### Input for this task
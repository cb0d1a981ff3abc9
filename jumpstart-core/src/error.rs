use thiserror::Error;

#[derive(Debug, Error)]
pub enum JumpstartError {
    /// Module load failure, a missing required entry point or an unavailable layer.
    #[error("Initialization Failed: {0}")]
    Initialization(String),

    #[error("Library used before initialize()")]
    NotInitialized,

    #[error("Window Creation Failed (code {code:?}): {message}")]
    WindowCreation { code: Option<i32>, message: String },

    #[error("Surface Creation Failed (code {code:?}): {message}")]
    SurfaceCreation { code: Option<i32>, message: String },

    #[error("No compatible physical device found")]
    NoCompatibleDevice,

    /// The surface reports zero formats or zero present modes.
    #[error("Surface does not support any swapchain configuration")]
    UnsupportedSwapchain,

    /// An entry point the loader could not resolve was about to be invoked.
    #[error("Entry point {0} was not resolved")]
    UnresolvedEntryPoint(String),

    #[error("{operation} failed: {result}")]
    Vulkan { operation: &'static str, result: String },
}

impl JumpstartError {
    pub fn window_creation(message: impl Into<String>) -> Self {
        JumpstartError::WindowCreation { code: None, message: message.into() }
    }

    pub fn surface_creation(message: impl Into<String>) -> Self {
        JumpstartError::SurfaceCreation { code: None, message: message.into() }
    }
}

pub type JumpstartResult<T> = Result<T, JumpstartError>;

### Exercise aim
The word is "WindowCreation". Copy every line above where it appears.

### Task answer
    WindowCreation { code: Option<i32>, message: String },
        JumpstartError::WindowCreation { code: None, message: message.into() }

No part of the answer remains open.